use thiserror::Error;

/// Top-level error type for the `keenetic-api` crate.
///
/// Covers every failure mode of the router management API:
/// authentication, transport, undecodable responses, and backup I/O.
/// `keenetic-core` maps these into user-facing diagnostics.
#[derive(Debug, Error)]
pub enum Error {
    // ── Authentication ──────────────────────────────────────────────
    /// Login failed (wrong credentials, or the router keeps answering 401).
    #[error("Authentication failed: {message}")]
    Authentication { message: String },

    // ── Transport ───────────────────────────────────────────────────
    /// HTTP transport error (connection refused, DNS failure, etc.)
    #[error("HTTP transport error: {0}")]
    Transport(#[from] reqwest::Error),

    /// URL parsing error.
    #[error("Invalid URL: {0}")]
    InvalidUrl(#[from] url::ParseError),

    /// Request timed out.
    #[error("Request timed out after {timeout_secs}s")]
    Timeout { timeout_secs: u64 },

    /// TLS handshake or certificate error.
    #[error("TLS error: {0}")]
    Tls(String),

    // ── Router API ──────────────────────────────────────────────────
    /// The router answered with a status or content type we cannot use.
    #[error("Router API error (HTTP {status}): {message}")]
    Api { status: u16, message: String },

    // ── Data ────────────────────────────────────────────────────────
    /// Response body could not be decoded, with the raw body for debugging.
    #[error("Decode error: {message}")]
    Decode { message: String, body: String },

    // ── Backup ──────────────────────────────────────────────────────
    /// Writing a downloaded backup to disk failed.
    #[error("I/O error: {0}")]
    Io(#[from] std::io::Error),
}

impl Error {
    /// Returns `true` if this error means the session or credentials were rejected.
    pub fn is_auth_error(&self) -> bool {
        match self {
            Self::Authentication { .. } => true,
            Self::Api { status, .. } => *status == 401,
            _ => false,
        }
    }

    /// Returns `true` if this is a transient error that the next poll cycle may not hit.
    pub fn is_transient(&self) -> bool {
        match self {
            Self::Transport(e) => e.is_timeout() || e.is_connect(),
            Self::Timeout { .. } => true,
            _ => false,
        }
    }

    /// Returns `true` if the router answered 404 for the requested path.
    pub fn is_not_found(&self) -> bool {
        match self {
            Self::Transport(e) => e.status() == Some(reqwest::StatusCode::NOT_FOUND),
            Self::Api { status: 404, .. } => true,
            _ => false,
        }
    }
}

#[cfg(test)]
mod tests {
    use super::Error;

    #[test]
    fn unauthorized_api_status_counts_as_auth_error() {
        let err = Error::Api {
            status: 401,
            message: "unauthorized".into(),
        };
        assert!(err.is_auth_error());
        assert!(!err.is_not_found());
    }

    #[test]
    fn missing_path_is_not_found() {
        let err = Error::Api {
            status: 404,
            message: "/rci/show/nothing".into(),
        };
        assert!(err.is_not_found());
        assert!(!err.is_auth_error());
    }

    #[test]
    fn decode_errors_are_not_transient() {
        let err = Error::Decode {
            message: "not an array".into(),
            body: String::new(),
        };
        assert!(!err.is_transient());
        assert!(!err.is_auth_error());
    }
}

□ □ □

When a line in the records above contains the word "HTTP", copy it.

    /// HTTP transport error (connection refused, DNS failure, etc.)
    #[error("HTTP transport error: {0}")]
    #[error("Router API error (HTTP {status}): {message}")]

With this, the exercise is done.